Les yeux de Snape s'écarquillèrent considérablement. Son visage qui était, depuis le début du monologue de Drago, recouvert par la colère, s'effaça et fut remplacée par la stupéfaction quand il entendit la déclaration du Serpentard.
« Personne ne s'ennuiera jamais à essayer de me comprendre. Personne ne fera jamais d'effort pour comprendre l'homme derrière le nom. Personne ne regardera jamais au-delà de mes crimes. Et personne n'essaiera jamais d'éloigner la solitude avec laquelle je vis, enfermé dans un monde où je serai toujours jugé, où je ne serai jamais accepté. Personne ne se soucie de moi, Severus. Et personne ne le fera jamais. » Drago rit ; d'un rire amer et moqueur.

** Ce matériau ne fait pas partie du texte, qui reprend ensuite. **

use crate::{ChunkedDirectory, FsDirectory, MemBlockStore, SqliteBlockStore, SqliteBlockStoreDB};
use async_trait::async_trait;
use log::info;
use segdir_lib::{directory_key, BlockSize, SegDirectory, SegError, SegResult};
use std::collections::HashMap;
use std::path::PathBuf;
use std::sync::{Arc, Mutex};
use tokio::fs;

/// Opens the per-(cluster, directory) storage of one backend.
#[async_trait]
pub trait DirectoryFactory: Send + Sync {
    async fn open_directory(&self, cluster: &str, dir: &str) -> SegResult<Arc<dyn SegDirectory>>;
    /// Drops all files of the directory. Removing a directory that holds nothing succeeds.
    async fn remove_directory(&self, cluster: &str, dir: &str) -> SegResult<()>;
    fn describe(&self) -> String;
}

/// `<base_path>/<cluster>/<dir>` folders on local disk.
pub struct FsDirectoryFactory {
    base_path: PathBuf,
}

impl FsDirectoryFactory {
    pub fn new(base_path: impl Into<PathBuf>) -> Self {
        Self {
            base_path: base_path.into(),
        }
    }

    pub fn directory_path(&self, cluster: &str, dir: &str) -> PathBuf {
        self.base_path.join(cluster).join(dir)
    }
}

#[async_trait]
impl DirectoryFactory for FsDirectoryFactory {
    async fn open_directory(&self, cluster: &str, dir: &str) -> SegResult<Arc<dyn SegDirectory>> {
        let fs_dir = FsDirectory::open(self.directory_path(cluster, dir)).await?;
        Ok(Arc::new(fs_dir))
    }

    async fn remove_directory(&self, cluster: &str, dir: &str) -> SegResult<()> {
        let path = self.directory_path(cluster, dir);
        match fs::remove_dir_all(&path).await {
            Ok(_) => {
                info!("FsDirectoryFactory: removed {}", path.display());
                Ok(())
            }
            Err(e) if e.kind() == std::io::ErrorKind::NotFound => Ok(()),
            Err(e) => Err(e.into()),
        }
    }

    fn describe(&self) -> String {
        format!("fs:{}", self.base_path.display())
    }
}

/// Chunked directories sharing one SQLite database.
pub struct SqliteDirectoryFactory {
    db: Arc<SqliteBlockStoreDB>,
    block_size: BlockSize,
}

impl SqliteDirectoryFactory {
    pub fn new(db: Arc<SqliteBlockStoreDB>, block_size: BlockSize) -> Self {
        Self { db, block_size }
    }
}

#[async_trait]
impl DirectoryFactory for SqliteDirectoryFactory {
    async fn open_directory(&self, cluster: &str, dir: &str) -> SegResult<Arc<dyn SegDirectory>> {
        let store = SqliteBlockStore::new(self.db.clone(), directory_key(cluster, dir));
        Ok(Arc::new(ChunkedDirectory::new(
            Arc::new(store),
            self.block_size,
        )))
    }

    async fn remove_directory(&self, cluster: &str, dir: &str) -> SegResult<()> {
        self.db.remove_directory(&directory_key(cluster, dir))
    }

    fn describe(&self) -> String {
        format!("sqlite:{} ({})", self.db.db_path, self.block_size)
    }
}

/// Chunked directories over in-process block stores. Stores live as long as
/// the factory, so reopening a directory sees earlier writes.
pub struct MemDirectoryFactory {
    block_size: BlockSize,
    stores: Mutex<HashMap<String, Arc<MemBlockStore>>>,
}

impl MemDirectoryFactory {
    pub fn new(block_size: BlockSize) -> Self {
        Self {
            block_size,
            stores: Mutex::new(HashMap::new()),
        }
    }

    pub fn store(&self, cluster: &str, dir: &str) -> Option<Arc<MemBlockStore>> {
        let stores = self.stores.lock().ok()?;
        stores.get(&directory_key(cluster, dir)).cloned()
    }
}

#[async_trait]
impl DirectoryFactory for MemDirectoryFactory {
    async fn open_directory(&self, cluster: &str, dir: &str) -> SegResult<Arc<dyn SegDirectory>> {
        let key = directory_key(cluster, dir);
        let store = {
            let mut stores = self
                .stores
                .lock()
                .map_err(|e| SegError::Internal(e.to_string()))?;
            stores
                .entry(key.clone())
                .or_insert_with(|| Arc::new(MemBlockStore::new(key)))
                .clone()
        };
        Ok(Arc::new(ChunkedDirectory::new(store, self.block_size)))
    }

    async fn remove_directory(&self, cluster: &str, dir: &str) -> SegResult<()> {
        let mut stores = self
            .stores
            .lock()
            .map_err(|e| SegError::Internal(e.to_string()))?;
        stores.remove(&directory_key(cluster, dir));
        Ok(())
    }

    fn describe(&self) -> String {
        format!("memory ({})", self.block_size)
    }
}

#[cfg(test)]
mod tests {
    use super::*;
    use segdir_lib::{read_file, write_file};
    use std::time::Duration;
    use tempfile::TempDir;

    #[tokio::test]
    async fn test_fs_factory_remove() {
        let tmp = TempDir::new().unwrap();
        let factory = FsDirectoryFactory::new(tmp.path());
        let dir = factory.open_directory("c1", "d1").await.unwrap();
        write_file(dir.as_ref(), "seg.0", b"abc").await.unwrap();
        assert!(tmp.path().join("c1").join("d1").join("seg.0").exists());

        factory.remove_directory("c1", "d1").await.unwrap();
        assert!(!tmp.path().join("c1").join("d1").exists());
        factory.remove_directory("c1", "d1").await.unwrap();
    }

    #[tokio::test]
    async fn test_sqlite_factory_reopen() {
        let tmp = TempDir::new().unwrap();
        let db_path = tmp.path().join("remote.db").to_string_lossy().to_string();
        let db = Arc::new(SqliteBlockStoreDB::new(db_path, Duration::from_secs(1)).unwrap());
        let factory = SqliteDirectoryFactory::new(db, BlockSize::Size1K);

        let dir = factory.open_directory("c1", "d1").await.unwrap();
        let data = vec![7u8; 3000];
        write_file(dir.as_ref(), "seg.0", &data).await.unwrap();

        let again = factory.open_directory("c1", "d1").await.unwrap();
        assert_eq!(read_file(again.as_ref(), "seg.0").await.unwrap(), data);
        let other = factory.open_directory("c1", "d2").await.unwrap();
        assert!(other.list_all().await.unwrap().is_empty());

        factory.remove_directory("c1", "d1").await.unwrap();
        assert!(again.list_all().await.unwrap().is_empty());
    }

    #[tokio::test]
    async fn test_mem_factory_shares_store() {
        let factory = MemDirectoryFactory::new(BlockSize::Size4K);
        let dir = factory.open_directory("c1", "d1").await.unwrap();
        write_file(dir.as_ref(), "a", b"123").await.unwrap();
        let again = factory.open_directory("c1", "d1").await.unwrap();
        assert_eq!(again.file_length("a").await.unwrap(), 3);
        assert!(factory.store("c1", "d1").is_some());

        factory.remove_directory("c1", "d1").await.unwrap();
        assert!(factory.store("c1", "d1").is_none());
    }
}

« Et vous, qui avez plus d'actions abominables à votre capital que je n'en aurais jamais, on vous propose l'absolution, et vous la rejetez ! »
« Je- »
« Le sauveur du monde sorcier, l'antithèse de ce vous étiez, celui que tout le monde aime, vous regarde et voit une personne dont il se soucie. Malgré votre histoire personnelle, malgré la cruauté avec laquelle vous l'avez traité enfant, il a pris le temps et a essayé de vous connaître pour comprendre, pour vous regarder et juger ce que vous êtes et non ce que vous étiez.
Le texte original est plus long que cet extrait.